I'm not sure where to ask this, so I'll try here.  When is President's Week for 2009?  I want to start a search in the near future for Florida, and I try to get that week booked first.  Thanks.

Dori


----------



## T_R_Oglodyte (Jan 6, 2008)

Presidents Day is always the third Monday in February.  Thus, Presidents Week is the week that contains the third Monday in February.


----------



## london (Jan 6, 2008)

*Presidents Day 2009*

For 2009 it is Monday Feb 16th.


----------



## Dori (Jan 7, 2008)

Thanks!  That will help me to plan for next year!

Dori


----------



## BarCol (Jan 7, 2008)

Hey Dori - that means that Presidents Day will always coincide with Dalton McGuinty's new Ontario Family Day - which is the 3rd Monday in February, I think...how convenient.....as we can all compete for that week....


----------



## Dave M (Jan 7, 2008)

Bookmark this link for future holidays for any year through 2020.


----------



## ginnylbs (Jan 8, 2008)

*Thnks Dave - this Holiday calendar will help a lot*



Dave M said:


> Bookmark this link for future holidays for any year through 2020.
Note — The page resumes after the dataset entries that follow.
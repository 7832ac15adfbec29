mod get_contact_submission;
mod get_contact_submissions;
mod submit_contact;

pub use get_contact_submission::*;
pub use get_contact_submissions::*;
pub use submit_contact::*;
Dave-thanks, you are always so helpful with hints.


----------



## Dori (Jan 9, 2008)

Thanks for the valuable info.  I always try to book this week first.  Now that we are retired, (eat your heart out Barb! LOL) we spend the month of February down south.  We love being away from the cold weather.

Three and a half weeks and counting!

Dori


----------